El día se abrió paso mientras yo cavilaba, y, de repente, me pareció oír un ruido entre los árboles, lo que supuse sería un animal. Pero en el momento en el que giré la cabeza hacia la ventana el terror me paralizó y recordé con una claridad sobrecogedora el documento que había analizado apenas unas semanas antes, en el que se hablaba de un druida que hizo historia entre el pueblo escocés, en el momento en el que Inglaterra había decidido quitarles todo cuanto tenían. El documento narraba como, el día del asalto a las murallas, un hombre joven se había arrodillado delante de las filas del ejército inglés, y, como entrado en trance, había exclamado un juramento en gaélico justo cuando se alzaba el sol. La ciudad sería protegida por su pueblo, no importaba cuánto tiempo pasara, y yo acababa de entender cómo.

Los árboles estaban comenzando a apartarse del camino, mientras las casas adquirían otra vez el color, la forma y la majestuosidad de antaño. Apenas podía creer lo que veía. Una silueta se perfiló a lo lejos, y no tardé en descubrir que una mujer joven, ataviada con ropas medievales y con un cesto cruzaba por delante de mis ojos con total naturalidad. Pronto comencé a oír pisadas que subían las escaleras del molino en el que me encontraba. Y apenas un minuto después, una mujer mayor, con un pañuelo en la cabeza y un niño de unos cinco años se encontraban ante mí.
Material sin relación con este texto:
use std::fmt;

use crate::auth::passwords::HashingParams;
use crate::auth::{AuthError, AuthResult};

/// Authentication configuration loaded from environment variables.
#[derive(Clone)]
pub struct AuthConfig {
    pub access_secret: String,
    pub refresh_secret: String,
    pub pepper: String,
    pub access_token_ttl_secs: i64,
    pub refresh_token_ttl_secs: i64,
    /// Overwrite the presented refresh token's cache entry with an invalid marker on rotation.
    pub rotation_invalidates_previous: bool,
    pub hashing: HashingParams,
    pub redis_url: String,
}

impl AuthConfig {
    pub fn from_env() -> AuthResult<Self> {
        Self::from_lookup(|key| std::env::var(key).ok())
    }

    /// Build the configuration from an arbitrary key lookup.
    pub fn from_lookup<F>(lookup: F) -> AuthResult<Self>
    where
        F: Fn(&str) -> Option<String>,
    {
        let access_secret = required(&lookup, "AUTH_ACCESS_SECRET")?;
        let refresh_secret = required(&lookup, "AUTH_REFRESH_SECRET")?;
        let pepper = required(&lookup, "AUTH_PEPPER")?;

        if access_secret == refresh_secret {
            return Err(AuthError::Config(
                "AUTH_ACCESS_SECRET and AUTH_REFRESH_SECRET must differ".into(),
            ));
        }

        let access_token_ttl_secs = parsed(&lookup, "AUTH_ACCESS_TOKEN_TTL_SECS", 60 * 60)?;
        let refresh_token_ttl_secs =
            parsed(&lookup, "AUTH_REFRESH_TOKEN_TTL_SECS", 720 * 60 * 60)?;
        if access_token_ttl_secs <= 0 || refresh_token_ttl_secs <= 0 {
            return Err(AuthError::Config("token lifetimes must be positive".into()));
        }

        let rotation_invalidates_previous = lookup("AUTH_ROTATION_INVALIDATES_PREVIOUS")
            .map(|value| matches!(value.as_str(), "1" | "true" | "TRUE" | "yes" | "on"))
            .unwrap_or(true);

        let defaults = HashingParams::default();
        let hashing = HashingParams {
            memory_kib: parsed(&lookup, "AUTH_ARGON2_MEMORY_KIB", defaults.memory_kib)?,
            iterations: parsed(&lookup, "AUTH_ARGON2_ITERATIONS", defaults.iterations)?,
            parallelism: parsed(&lookup, "AUTH_ARGON2_PARALLELISM", defaults.parallelism)?,
        };

        let redis_url = lookup("REDIS_URL").unwrap_or_else(|| "redis://127.0.0.1:6379/0".into());

        Ok(Self {
            access_secret,
            refresh_secret,
            pepper,
            access_token_ttl_secs,
            refresh_token_ttl_secs,
            rotation_invalidates_previous,
            hashing,
            redis_url,
        })
    }
}

impl fmt::Debug for AuthConfig {
    fn fmt(&self, f: &mut fmt::Formatter<'_>) -> fmt::Result {
        f.debug_struct("AuthConfig")
            .field("access_secret", &"<redacted>")
            .field("refresh_secret", &"<redacted>")
            .field("pepper", &"<redacted>")
            .field("access_token_ttl_secs", &self.access_token_ttl_secs)
            .field("refresh_token_ttl_secs", &self.refresh_token_ttl_secs)
            .field(
                "rotation_invalidates_previous",
                &self.rotation_invalidates_previous,
            )
            .field("hashing", &self.hashing)
            .field("redis_url", &self.redis_url)
            .finish()
    }
}

fn required<F>(lookup: &F, key: &str) -> AuthResult<String>
where
    F: Fn(&str) -> Option<String>,
{
    match lookup(key) {
        Some(value) if !value.is_empty() => Ok(value),
        _ => Err(AuthError::Config(format!("{key} is required"))),
    }
}

fn parsed<F, T>(lookup: &F, key: &str, default: T) -> AuthResult<T>
where
    F: Fn(&str) -> Option<String>,
    T: std::str::FromStr,
{
    match lookup(key) {
        Some(value) => value
            .parse::<T>()
            .map_err(|_| AuthError::Config(format!("{key} has an invalid value"))),
        None => Ok(default),
    }
}

#[cfg(test)]
mod tests {
    use std::collections::HashMap;

    use super::*;

    fn lookup_from(pairs: &[(&str, &str)]) -> impl Fn(&str) -> Option<String> {
        let map: HashMap<String, String> = pairs
            .iter()
            .map(|(k, v)| (k.to_string(), v.to_string()))
            .collect();
        move |key| map.get(key).cloned()
    }

    const SECRETS: [(&str, &str); 3] = [
        ("AUTH_ACCESS_SECRET", "access"),
        ("AUTH_REFRESH_SECRET", "refresh"),
        ("AUTH_PEPPER", "pepper"),
    ];

    #[test]
    fn applies_defaults() {
        let config = AuthConfig::from_lookup(lookup_from(&SECRETS)).expect("config");
        assert_eq!(config.access_token_ttl_secs, 3600);
        assert_eq!(config.refresh_token_ttl_secs, 720 * 3600);
        assert!(config.rotation_invalidates_previous);
        assert_eq!(config.hashing.memory_kib, 19 * 1024);
        assert_eq!(config.redis_url, "redis://127.0.0.1:6379/0");
    }

    #[test]
    fn requires_secrets_and_pepper() {
        let err = AuthConfig::from_lookup(lookup_from(&SECRETS[..2])).unwrap_err();
        assert!(matches!(err, AuthError::Config(msg) if msg.contains("AUTH_PEPPER")));
    }

    #[test]
    fn rejects_shared_signing_secret() {
        let err = AuthConfig::from_lookup(lookup_from(&[
            ("AUTH_ACCESS_SECRET", "same"),
            ("AUTH_REFRESH_SECRET", "same"),
            ("AUTH_PEPPER", "pepper"),
        ]))
        .unwrap_err();
        assert!(matches!(err, AuthError::Config(_)));
    }

    #[test]
    fn parses_overrides() {
        let mut pairs = SECRETS.to_vec();
        pairs.push(("AUTH_ACCESS_TOKEN_TTL_SECS", "120"));
        pairs.push(("AUTH_ROTATION_INVALIDATES_PREVIOUS", "false"));
        pairs.push(("AUTH_ARGON2_ITERATIONS", "3"));
        let config = AuthConfig::from_lookup(lookup_from(&pairs)).expect("config");
        assert_eq!(config.access_token_ttl_secs, 120);
        assert!(!config.rotation_invalidates_previous);
        assert_eq!(config.hashing.iterations, 3);

        pairs.push(("AUTH_REFRESH_TOKEN_TTL_SECS", "soon"));
        assert!(AuthConfig::from_lookup(lookup_from(&pairs)).is_err());
    }

    #[test]
    fn debug_output_redacts_secrets() {
        let config = AuthConfig::from_lookup(lookup_from(&SECRETS)).expect("config");
        let rendered = format!("{config:?}");
        assert!(!rendered.contains("\"refresh\""));
        assert!(!rendered.contains("\"pepper\""));
        assert!(rendered.contains("<redacted>"));
    }
}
- ¡Vaya, George, te dije que cerraras bien la puerta! ¿Quién sois y qué hacéis aquí?- me preguntó la vieja.
No supe si responder o no, pues empezaba a creer seriamente que me estaba volviendo loco. Decidí seguir mi intuición.
- Disculpadme, mujer. He estado viajando largamente hasta que me he perdido, y he decidido parar durante la noche. Al ver la puerta abierta, he entrado a descansar, mas no dudaré en marcharme ahora mismo si así lo decidís.
-No digáis sandeces. Si necesitáis reposo hay una posada a dos calles de aquí. Preguntad por el dueño, su nombre es John. Pero antes permitidme prestaros algo de ropa; eso que lleváis puesto no dice demasiado de vos.

Miré mis botas y mis pantalones de deporte con algo de preocupación, pero no tuve tiempo de lamentarme, pues George ya estaba en la puerta con un pantalón y una camisa de hilo y unos zuecos de madera. Me puse en pie y cogí la ropa; decididamente estaba loco, pero mi experiencia en la vida me había enseñado que hay que buscar en el interior de uno mismo para comprender lo que pasa en el exterior. Así que decidí seguir por el camino que me estaba dictando la razón, o la locura.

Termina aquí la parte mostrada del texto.